C’est pourquoi les dix dernières années du siècle verront par exemple émerger des thématiques telles que le divorce ou la famille élargie, en prise avec les changements de société.

Nous aimerions souligner une étude réalisée par Gratiot-Alphandery (1986). Même si la recherche est ancienne, elle reste d’actualité et s’insère dans notre problématique. En effet, l’auteur évoque la question de la place de l’Etranger au fil du temps dans les livres pour enfants. Nous pouvons donc noter que le sujet préoccupait déjà les chercheurs dans les années quatre-vingt, mais malheureusement, la situation semble peu avoir évolué et les stéréotypes sont toujours présents dans la littérature jeunesse.

Gratiot-Alphandery (1986) évoque le côté « négatif » de l’utilisation de l’Etranger dans les livres pour enfants, notamment en prenant l’exemple du célèbre titre d’Hergé (1946) : Tintin au Congo. L’auteur dénonce également l’apparition de la science-fiction, qui traite, par un autre biais, de l’image de l’Autre en tant qu’étranger, trop souvent mis en scène de manière négative, « […] dévolue aux puissances du Mal » (p. 205).

Nous pourrions nous poser la question de savoir quelle image de l’étranger offrent les livres pour enfants et quel contenu, quelle signification illustrent les images proposées ?

Pour répondre à cette question, nous pouvons nous appuyer sur la recherche de Mc Andrew (1987) qui aborde la question du racisme dans les manuels scolaires québécois. L’auteur

conclut en mettant en évidence jusqu’à quel point les idéologies sociétales évoluent et se reflètent dans le corpus de matériel scolaire. Mc Andrew (1987) rejoint ainsi notre bref aperçu historique qui démontrait que littérature jeunesse, histoire et idéologies étaient intimement liées.

Pour en revenir au célèbre débat sur Tintin au Congo (Hergé, 1946), nous pensons qu’il ne faut pas forcément incriminer l’auteur, puisque l’image de l’Etranger a passablement évolué depuis le début du siècle. Ce qui pouvait être illustré sans choquer avant la Seconde Guerre Mondiale, devra faire face, après la guerre, à un vaste mouvement de protestation comme le souligne Gratiot-Alphandery (1986). Jusqu’au milieu du XXe siècle, nous avons été témoins, dans les livres pour enfants d’« un déferlement de stéréotypes racistes et d’apologie de la violence » (p.208). Ce n’est qu’en 1947 qu’un comité de défense s’est créé, notamment soutenu par l’UNICEF, allant jusqu’à l’élaboration, en 1949 d’une loi sur la presse prônant

« la dignité de la personne humaine qui possède une valeur universelle et doit être respectée sans distinction de race et d’origine » (Gratiot-Alphandery, 1986, p.209). Cette loi marquera un tournant dans la manière d’illustrer l’Etranger et donnera par exemple naissance à des collections telles que « Les enfants de la terre » (Père Castor) ou encore « Les enfants du monde » (Nathan). « Toutes témoignent du souci de susciter une curiosité chez l’enfant, de développer un intérêt fraternel pour l’enfant d’autres pays » (p.210). Malheureusement, il reste encore bien du chemin à parcourir puisque, même si des efforts ont été faits dans la manière de mettre en scène l’Autre, des études telles que Courette et Lehmann (2007) démontrent qu’au XXIe siècle, le problème de la représentation de l’Etranger ne semble toujours pas résolu.

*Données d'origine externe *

use serde::Deserialize;
use sqlscope::WhereScope;
use std::path::{Path, PathBuf};

#[derive(Debug, Clone)]
pub struct ProjectConfig {
    pub config_dir: PathBuf,
    pub file: ConfigFile,
}

impl ProjectConfig {
    pub fn load(config_path: PathBuf) -> anyhow::Result<Self> {
        let config_dir = config_path
            .parent()
            .filter(|p| !p.as_os_str().is_empty())
            .unwrap_or_else(|| Path::new("."))
            .to_path_buf();

        let raw = std::fs::read_to_string(&config_path).map_err(|e| {
            anyhow::anyhow!(
                "failed to read config file {}: {e}",
                config_path.display()
            )
        })?;

        Self::parse(&raw, config_dir).map_err(|e| {
            anyhow::anyhow!(
                "failed to parse config file {}: {e:#}",
                config_path.display()
            )
        })
    }

    fn parse(raw: &str, config_dir: PathBuf) -> anyhow::Result<Self> {
        let mut table: toml::Table = toml::from_str(raw)?;
        expand_env(table.iter_mut().map(|(_, v)| v))?;
        let file: ConfigFile = toml::Value::Table(table).try_into()?;
        file.validate()?;
        Ok(Self { config_dir, file })
    }

    pub fn resolve_path(&self, p: impl AsRef<Path>) -> PathBuf {
        let p = p.as_ref();
        if p.is_absolute() {
            p.to_path_buf()
        } else {
            self.config_dir.join(p)
        }
    }

    pub fn schema_path(&self) -> Option<PathBuf> {
        self.file.schema.path.as_ref().map(|p| self.resolve_path(p))
    }
}

#[derive(Debug, Clone, Deserialize)]
pub struct ConfigFile {
    pub version: String,

    #[serde(default)]
    pub validate: ValidateConfig,

    #[serde(default)]
    pub schema: SchemaConfig,

    #[serde(default)]
    pub check: CheckConfig,

    #[serde(default)]
    pub log: LogConfig,
}

#[derive(Debug, Clone, Default, Deserialize)]
pub struct ValidateConfig {
    pub dialect: Option<String>,
    #[serde(default)]
    pub server_naming: bool,
    #[serde(default)]
    pub where_scope: WhereScope,
}

#[derive(Debug, Clone, Default, Deserialize)]
pub struct SchemaConfig {
    pub path: Option<String>,
}

#[derive(Debug, Clone, Default, Deserialize)]
pub struct CheckConfig {
    /// Glob patterns, relative to the config file.
    #[serde(default)]
    pub files: Vec<String>,
}

#[derive(Debug, Clone, Default, Deserialize)]
pub struct LogConfig {
    pub level: Option<String>,
}

impl ConfigFile {
    fn validate(&self) -> anyhow::Result<()> {
        if self.version.trim() != "1" {
            anyhow::bail!("unsupported config version: {}", self.version);
        }
        if let Some(path) = &self.schema.path {
            if path.trim().is_empty() {
                anyhow::bail!("schema.path must not be empty");
            }
        }
        if self.check.files.iter().any(|p| p.trim().is_empty()) {
            anyhow::bail!("check.files must not contain empty patterns");
        }
        Ok(())
    }
}

/// Expand `${VAR}` in every string value of the document, nested ones included.
fn expand_env<'a>(values: impl Iterator<Item = &'a mut toml::Value>) -> anyhow::Result<()> {
    let mut stack: Vec<&mut toml::Value> = values.collect();
    while let Some(value) = stack.pop() {
        match value {
            toml::Value::String(s) => *s = expand_env_vars(s)?,
            toml::Value::Array(items) => stack.extend(items.iter_mut()),
            toml::Value::Table(table) => stack.extend(table.iter_mut().map(|(_, v)| v)),
            _ => {}
        }
    }
    Ok(())
}

fn expand_env_vars(input: &str) -> anyhow::Result<String> {
    let mut out = String::with_capacity(input.len());
    let mut rest = input;
    while let Some(start) = rest.find("${") {
        out.push_str(&rest[..start]);
        let after = &rest[start + 2..];
        let end = after
            .find('}')
            .ok_or_else(|| anyhow::anyhow!("unterminated env var reference in {input:?}"))?;
        let key = &after[..end];
        if key.is_empty() {
            anyhow::bail!("empty env var reference in {input:?}");
        }
        let value = std::env::var(key)
            .map_err(|_| anyhow::anyhow!("missing env var for config expansion: {key}"))?;
        out.push_str(&value);
        rest = &after[end + 1..];
    }
    out.push_str(rest);
    Ok(out)
}

#[cfg(test)]
mod tests {
    use super::*;

    #[test]
    fn parses_full_config() {
        let raw = r#"
version = "1"

[validate]
dialect = "MYSQL"
server_naming = false
where_scope = "statement"

[schema]
path = ".sqlscope/schema.json"

[check]
files = ["queries/**/*.sql"]

[log]
level = "debug"
"#;
        let project = ProjectConfig::parse(raw, PathBuf::from("/srv/app")).unwrap();
        assert_eq!(project.file.validate.dialect.as_deref(), Some("MYSQL"));
        assert_eq!(project.file.validate.where_scope, WhereScope::Statement);
        assert_eq!(
            project.schema_path(),
            Some(PathBuf::from("/srv/app/.sqlscope/schema.json"))
        );
        assert_eq!(project.file.check.files, vec!["queries/**/*.sql"]);
        assert_eq!(project.file.log.level.as_deref(), Some("debug"));
    }

    #[test]
    fn sections_are_optional() {
        let project = ProjectConfig::parse("version = \"1\"", PathBuf::from(".")).unwrap();
        assert_eq!(project.file.validate.where_scope, WhereScope::Schema);
        assert!(project.schema_path().is_none());
        assert!(project.file.check.files.is_empty());
    }

    #[test]
    fn rejects_unknown_version() {
        let err = ProjectConfig::parse("version = \"2\"", PathBuf::from(".")).unwrap_err();
        assert!(err.to_string().contains("unsupported config version"));
    }

    #[test]
    fn expands_env_vars() {
        // PATH is set in every test environment.
        let path = std::env::var("PATH").unwrap();
        assert_eq!(expand_env_vars("${PATH}/x").unwrap(), format!("{path}/x"));
        assert_eq!(expand_env_vars("plain").unwrap(), "plain");
        assert!(expand_env_vars("${UNTERMINATED").is_err());
        assert!(expand_env_vars("${}").is_err());
        assert!(expand_env_vars("${SQLSCOPE_SURELY_UNSET_VAR}").is_err());
    }

    #[test]
    fn every_string_value_is_expanded() {
        let path = std::env::var("PATH").unwrap();
        let raw = r#"
version = "1"

[validate]
dialect = "${PATH}"

[schema]
path = "${PATH}/schema.json"

[check]
files = ["${PATH}/a/*.sql", "b/*.sql"]

[log]
level = "${PATH}"
"#;
        let project = ProjectConfig::parse(raw, PathBuf::from(".")).unwrap();
        let file = &project.file;
        assert_eq!(file.validate.dialect.as_deref(), Some(path.as_str()));
        assert_eq!(file.schema.path.as_deref(), Some(format!("{path}/schema.json").as_str()));
        assert_eq!(file.check.files, vec![format!("{path}/a/*.sql"), "b/*.sql".to_string()]);
        assert_eq!(file.log.level.as_deref(), Some(path.as_str()));

        let missing = "version = \"1\"\n[schema]\npath = \"${SQLSCOPE_SURELY_UNSET_VAR}\"\n";
        assert!(ProjectConfig::parse(missing, PathBuf::from(".")).is_err());
    }
}
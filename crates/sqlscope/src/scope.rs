//! Relations visible to a clause.

use serde::{Deserialize, Serialize};
use std::collections::HashSet;

use crate::error::ValidationError;
use crate::schema::NormalizedSchema;

/// How WHERE-style clauses look columns up.
///
/// `Schema` accepts a column that exists in any table of the connected
/// database, regardless of the statement's FROM list. `Statement` requires it
/// to exist in a relation the clause can actually see.
#[derive(Debug, Clone, Copy, PartialEq, Eq, Default, Serialize, Deserialize)]
#[serde(rename_all = "snake_case")]
pub enum WhereScope {
    #[default]
    Schema,
    Statement,
}

/// An extracted column identifier.
#[derive(Debug, Clone, PartialEq, Eq, Hash)]
pub struct ColumnReference {
    pub name: String,
    /// Owning table name or alias, as written.
    pub qualifier: Option<String>,
}

impl ColumnReference {
    pub fn new(name: impl Into<String>) -> Self {
        Self {
            name: name.into(),
            qualifier: None,
        }
    }

    pub fn qualified(qualifier: impl Into<String>, name: impl Into<String>) -> Self {
        Self {
            name: name.into(),
            qualifier: Some(qualifier.into()),
        }
    }

    pub fn is_star(&self) -> bool {
        self.name == "*"
    }
}

#[derive(Debug, Clone, Copy, PartialEq, Eq)]
pub enum RelationKind {
    /// A table that exists in the schema.
    Table,
    /// A named relation whose columns we don't track (CTE, derived table,
    /// or a table already reported missing).
    Opaque,
}

#[derive(Debug, Clone, PartialEq, Eq)]
pub struct ScopeRelation {
    pub name: String,
    pub alias: Option<String>,
    pub kind: RelationKind,
}

impl ScopeRelation {
    fn answers_to(&self, qualifier: &str) -> bool {
        self.name.eq_ignore_ascii_case(qualifier)
            || self
                .alias
                .as_deref()
                .is_some_and(|a| a.eq_ignore_ascii_case(qualifier))
    }
}

/// The FROM list of one query level, chained to its enclosing query.
#[derive(Debug, Default)]
pub struct Scope<'p> {
    relations: Vec<ScopeRelation>,
    ctes: HashSet<String>,
    parent: Option<&'p Scope<'p>>,
}

impl<'p> Scope<'p> {
    pub fn root() -> Self {
        Self::default()
    }

    pub fn child(parent: &'p Scope<'p>) -> Self {
        Self {
            relations: Vec::new(),
            ctes: HashSet::new(),
            parent: Some(parent),
        }
    }

    pub fn add_cte(&mut self, name: &str) {
        self.ctes.insert(name.to_lowercase());
    }

    /// True if `name` is a CTE defined here or in an enclosing query.
    pub fn is_cte(&self, name: &str) -> bool {
        self.ctes.contains(&name.to_lowercase()) || self.parent.is_some_and(|p| p.is_cte(name))
    }

    /// Register a relation, reporting it if it is neither a CTE nor a schema table.
    pub fn add_table(
        &mut self,
        name: &str,
        alias: Option<&str>,
        schema: &NormalizedSchema,
    ) -> Option<ValidationError> {
        let (kind, error) = if self.is_cte(name) {
            (RelationKind::Opaque, None)
        } else if schema.has_table(name) {
            (RelationKind::Table, None)
        } else {
            (RelationKind::Opaque, Some(ValidationError::table_not_found(name)))
        };
        self.relations.push(ScopeRelation {
            name: name.to_string(),
            alias: alias.map(str::to_string),
            kind,
        });
        error
    }

    /// Register a relation with unknown columns (derived table).
    pub fn add_opaque(&mut self, alias: &str) {
        self.relations.push(ScopeRelation {
            name: alias.to_string(),
            alias: None,
            kind: RelationKind::Opaque,
        });
    }

    pub fn relations(&self) -> &[ScopeRelation] {
        &self.relations
    }

    /// Add an already-checked relation.
    pub fn push(&mut self, relation: ScopeRelation) {
        self.relations.push(relation);
    }

    pub fn is_empty(&self) -> bool {
        self.relations.is_empty()
    }

    /// True when neither this level nor any enclosing one has a relation.
    pub fn chain_is_empty(&self) -> bool {
        self.is_empty() && self.parent.is_none_or(|p| p.chain_is_empty())
    }

    /// Relation names for error messages: this level's, or the nearest
    /// enclosing level's when this one has none.
    pub fn table_names(&self) -> Vec<String> {
        match self.parent {
            Some(parent) if self.is_empty() => parent.table_names(),
            _ => self.relations.iter().map(|r| r.name.clone()).collect(),
        }
    }

    /// Drop a qualifier that names a relation of this level (`u.id` → `id`).
    ///
    /// Unknown qualifiers stay attached to the name (`x.id`), so the lookup fails.
    pub fn strip_qualifier(&self, column: &ColumnReference) -> String {
        match column.qualifier.as_deref() {
            Some(q) if self.relations.iter().any(|r| r.answers_to(q)) => column.name.clone(),
            Some(q) => format!("{q}.{}", column.name),
            None => column.name.clone(),
        }
    }

    /// Whether a column reference resolves here or in an enclosing query.
    ///
    /// A qualified reference binds to the nearest level with a relation of
    /// that name or alias and must exist there. Opaque relations accept any
    /// column, but an enclosing query's opaque relations only answer
    /// references qualified with their name.
    pub fn resolves(&self, column: &ColumnReference, schema: &NormalizedSchema) -> bool {
        let has = |r: &ScopeRelation| match r.kind {
            RelationKind::Opaque => true,
            RelationKind::Table => schema.table_has_column(&r.name, &column.name),
        };

        let mut level = Some(self);
        let mut own = true;
        while let Some(scope) = level {
            match column.qualifier.as_deref() {
                Some(q) => {
                    let mut named = scope.relations.iter().filter(|r| r.answers_to(q)).peekable();
                    if named.peek().is_some() {
                        return named.any(has);
                    }
                }
                None => {
                    if scope
                        .relations
                        .iter()
                        .filter(|r| own || r.kind == RelationKind::Table)
                        .any(has)
                    {
                        return true;
                    }
                }
            }
            own = false;
            level = scope.parent;
        }
        false
    }

    /// Check a WHERE-style column reference under `policy`.
    pub fn check_reference(
        &self,
        column: &ColumnReference,
        schema: &NormalizedSchema,
        policy: WhereScope,
    ) -> Option<ValidationError> {
        if column.is_star() {
            return None;
        }
        match policy {
            WhereScope::Statement if self.chain_is_empty() => {
                let name = self.strip_qualifier(column);
                (!schema.any_table_has_column(&name))
                    .then(|| ValidationError::column_not_found_in_schema(name))
            }
            WhereScope::Schema => (!schema.any_table_has_column(&column.name))
                .then(|| ValidationError::column_not_found_in_schema(&column.name)),
            WhereScope::Statement => (!self.resolves(column, schema)).then(|| {
                ValidationError::column_not_found_in_tables(
                    self.strip_qualifier(column),
                    self.table_names(),
                )
            }),
        }
    }
}

#[cfg(test)]
mod tests {
    use super::*;
    use crate::schema::Schema;

    fn schema() -> NormalizedSchema {
        NormalizedSchema::new(
            &Schema::new()
                .with_table("users", ["id", "name"])
                .with_table("orders", ["id", "user_id", "total"]),
        )
    }

    #[test]
    fn missing_table_is_reported_and_opaque() {
        let schema = schema();
        let mut scope = Scope::root();
        assert!(scope.add_table("users", Some("u"), &schema).is_none());
        let err = scope.add_table("accounts", None, &schema);
        assert_eq!(err, Some(ValidationError::table_not_found("accounts")));
        assert_eq!(scope.relations()[1].kind, RelationKind::Opaque);
    }

    #[test]
    fn ctes_are_relations() {
        let schema = schema();
        let mut outer = Scope::root();
        outer.add_cte("recent");
        let mut inner = Scope::child(&outer);
        assert!(inner.add_table("RECENT", None, &schema).is_none());
    }

    #[test]
    fn qualifiers_strip_by_name_or_alias() {
        let schema = schema();
        let mut scope = Scope::root();
        scope.add_table("users", Some("u"), &schema);
        assert_eq!(scope.strip_qualifier(&ColumnReference::qualified("u", "id")), "id");
        assert_eq!(scope.strip_qualifier(&ColumnReference::qualified("USERS", "id")), "id");
        assert_eq!(scope.strip_qualifier(&ColumnReference::qualified("x", "id")), "x.id");
    }

    #[test]
    fn statement_policy_walks_enclosing_scopes() {
        let schema = schema();
        let mut outer = Scope::root();
        outer.add_table("users", Some("u"), &schema);
        let mut inner = Scope::child(&outer);
        inner.add_table("orders", None, &schema);

        let correlated = ColumnReference::qualified("u", "name");
        assert!(inner.check_reference(&correlated, &schema, WhereScope::Statement).is_none());

        let bad = ColumnReference::new("email");
        assert_eq!(
            inner.check_reference(&bad, &schema, WhereScope::Statement),
            Some(ValidationError::column_not_found_in_tables(
                "email",
                vec!["orders".to_string()]
            ))
        );
    }

    #[test]
    fn enclosing_opaque_relations_need_a_qualifier() {
        let schema = schema();
        let mut outer = Scope::root();
        outer.add_cte("recent");
        assert!(outer.add_table("recent", Some("r"), &schema).is_none());
        assert!(outer.add_table("accounts", None, &schema).is_some());
        let mut inner = Scope::child(&outer);
        inner.add_table("orders", None, &schema);

        // Own level: opaque relations accept anything.
        assert!(outer.resolves(&ColumnReference::new("whatever"), &schema));
        // Nested level: only a qualified reference reaches them.
        assert!(!inner.resolves(&ColumnReference::new("nope"), &schema));
        assert!(inner.resolves(&ColumnReference::qualified("r", "anything"), &schema));
        assert!(inner.resolves(&ColumnReference::qualified("accounts", "anything"), &schema));
        assert!(inner.resolves(&ColumnReference::new("total"), &schema));
    }

    #[test]
    fn schema_policy_is_coarse() {
        let schema = schema();
        let mut scope = Scope::root();
        scope.add_table("users", None, &schema);
        // `total` lives on orders, which isn't in scope; the coarse policy accepts it.
        let total = ColumnReference::new("total");
        assert!(scope.check_reference(&total, &schema, WhereScope::Schema).is_none());
        assert!(scope.check_reference(&total, &schema, WhereScope::Statement).is_some());
    }
}
use tracing_subscriber::EnvFilter;

pub const DEFAULT_LEVEL: &str = "warn";

/// Filter directives: `RUST_LOG` wins, then the config's `[log] level`, then `warn`.
fn directives(env: Option<String>, configured: Option<&str>) -> String {
    env.filter(|v| !v.trim().is_empty())
        .or_else(|| configured.map(str::to_string))
        .unwrap_or_else(|| DEFAULT_LEVEL.to_string())
}

fn build_env_filter(directives: &str) -> anyhow::Result<EnvFilter> {
    // sqlparser logs every parse at debug
    let filter = format!("{directives},sqlparser=warn");
    EnvFilter::try_new(&filter)
        .map_err(|e| anyhow::anyhow!("invalid log filter '{filter}': {e}"))
}

/// Install the global subscriber. Logs go to stderr so stdout stays machine-readable.
pub fn init(configured: Option<&str>) -> anyhow::Result<()> {
    let filter = build_env_filter(&directives(std::env::var("RUST_LOG").ok(), configured))?;

    tracing_subscriber::fmt()
        .with_env_filter(filter)
        .with_writer(std::io::stderr)
        .with_target(true)
        .try_init()
        .map_err(|e| anyhow::anyhow!("failed to install logger: {e}"))?;

    tracing::trace!(target: "sqlscope.cli", "logging initialized");
    Ok(())
}
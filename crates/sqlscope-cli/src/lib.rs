mod check;
mod cli;
mod config;
mod init;
mod logging;
mod request;
mod snapshot;

use config::ProjectConfig;

pub async fn run(args: Vec<String>) -> anyhow::Result<()> {
    dotenvy::dotenv().ok();

    let cmd = cli::parse_args(&args)?;
    match cmd {
        cli::Command::Help(topic) => {
            cli::print_help(topic);
            Ok(())
        }
        cli::Command::Check(args) => {
            let project = if args.config.exists() {
                Some(ProjectConfig::load(args.config.clone())?)
            } else {
                None
            };
            logging::init(project.as_ref().and_then(|p| p.file.log.level.as_deref()))?;
            check::run(args, project).await
        }
        cli::Command::Request(args) => {
            logging::init(None)?;
            request::run(args)
        }
        cli::Command::Init(args) => init::run(args),
        cli::Command::Snapshot(args) => {
            logging::init(None)?;
            snapshot::run(args)
        }
    }
}
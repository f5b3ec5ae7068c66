//! Error types for sqlscope

use serde::{Deserialize, Serialize};
use thiserror::Error;

/// Result type for sqlscope operations that can fail operationally
/// (loading snapshots, strict dialect parsing).
pub type ScopeResult<T> = Result<T, ScopeError>;

/// Operational error type. Validation findings are never reported through
/// this type; see [`ValidationError`].
#[derive(Debug, Error)]
pub enum ScopeError {
    /// A dialect name that matches neither naming convention.
    #[error("Unknown dialect: {0}")]
    UnknownDialect(String),
    /// Serialization/deserialization error.
    #[error("Serialization error: {0}")]
    Serialization(String),
    /// IO error (snapshot files).
    #[error("IO error: {0}")]
    Io(#[from] std::io::Error),
    /// Anything else.
    #[error("{0}")]
    Other(String),
}

/// A single validation finding.
///
/// Rendered to text only at the boundary (see [`crate::ValidationReport::message`]).
#[derive(Debug, Clone, PartialEq, Eq, Error, Serialize, Deserialize)]
#[serde(tag = "kind", rename_all = "snake_case")]
pub enum ValidationError {
    #[error("Table \"{name}\" does not exist in schema")]
    TableNotFound { name: String },

    #[error("Column \"{column}\" does not exist in schema")]
    ColumnNotFoundInSchema { column: String },

    #[error("Column \"{column}\" does not exist in tables \"{}\"", .tables.join(", "))]
    ColumnNotFoundInTables { column: String, tables: Vec<String> },

    /// Forwarded verbatim from the parser.
    #[error("{message}")]
    ParserFailure { message: String },

    /// The parser produced no statement and the input is not a bare comment.
    #[error("Invalid query")]
    InvalidQuery,
}

/// Discriminant of [`ValidationError`], for matching on error kind without
/// comparing strings.
#[derive(Debug, Clone, Copy, PartialEq, Eq, Hash, Serialize, Deserialize)]
#[serde(rename_all = "snake_case")]
pub enum ValidationErrorKind {
    TableNotFound,
    ColumnNotFoundInSchema,
    ColumnNotFoundInTables,
    ParserFailure,
    InvalidQuery,
}

impl ValidationError {
    pub fn table_not_found(name: impl Into<String>) -> Self {
        Self::TableNotFound { name: name.into() }
    }

    pub fn column_not_found_in_schema(column: impl Into<String>) -> Self {
        Self::ColumnNotFoundInSchema {
            column: column.into(),
        }
    }

    pub fn column_not_found_in_tables(column: impl Into<String>, tables: Vec<String>) -> Self {
        Self::ColumnNotFoundInTables {
            column: column.into(),
            tables,
        }
    }

    pub fn parser_failure(message: impl Into<String>) -> Self {
        Self::ParserFailure {
            message: message.into(),
        }
    }

    pub fn kind(&self) -> ValidationErrorKind {
        match self {
            Self::TableNotFound { .. } => ValidationErrorKind::TableNotFound,
            Self::ColumnNotFoundInSchema { .. } => ValidationErrorKind::ColumnNotFoundInSchema,
            Self::ColumnNotFoundInTables { .. } => ValidationErrorKind::ColumnNotFoundInTables,
            Self::ParserFailure { .. } => ValidationErrorKind::ParserFailure,
            Self::InvalidQuery => ValidationErrorKind::InvalidQuery,
        }
    }
}

#[cfg(test)]
mod tests {
    use super::*;

    #[test]
    fn renders_messages() {
        assert_eq!(
            ValidationError::table_not_found("accounts").to_string(),
            r#"Table "accounts" does not exist in schema"#
        );
        assert_eq!(
            ValidationError::column_not_found_in_tables(
                "age",
                vec!["users".to_string(), "orders".to_string()]
            )
            .to_string(),
            r#"Column "age" does not exist in tables "users, orders""#
        );
        assert_eq!(ValidationError::InvalidQuery.to_string(), "Invalid query");
        assert_eq!(
            ValidationError::parser_failure("syntax error at or near \"FORM\"").to_string(),
            "syntax error at or near \"FORM\""
        );
    }

    #[test]
    fn serializes_with_kind_tag() {
        let json = serde_json::to_value(ValidationError::column_not_found_in_schema("x")).unwrap();
        assert_eq!(json["kind"], "column_not_found_in_schema");
        assert_eq!(json["column"], "x");
    }
}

Comme nous le verrons de manière plus détaillées dans la prochaine partie de notre cadrage théorique, la tendance de la société à prôner l’ouverture et la diversité culturelle devrait idéalement se répercuter sur les contenus abordés dans la littérature jeunesse. Compte tenu du visage pluri-ethnique que revêt aujourd’hui la société occidentale, il paraît normal que nous soyons témoins d’une diversification des cultures illustrées dans la littérature jeunesse. Or, malheureusement, cette évidence ne semble toujours pas suffisamment entrée dans les mœurs.

Même si des auteurs de plus en plus nombreux (Halley, 1998, Geffard, 1999) tentent de se tourner vers l’illustration d’une société multiculturelle, il existe encore des actes maladroits de la part d’auteurs mettant en scène des cultures de façon stéréotypées et ce malgré toute leur bonne volonté.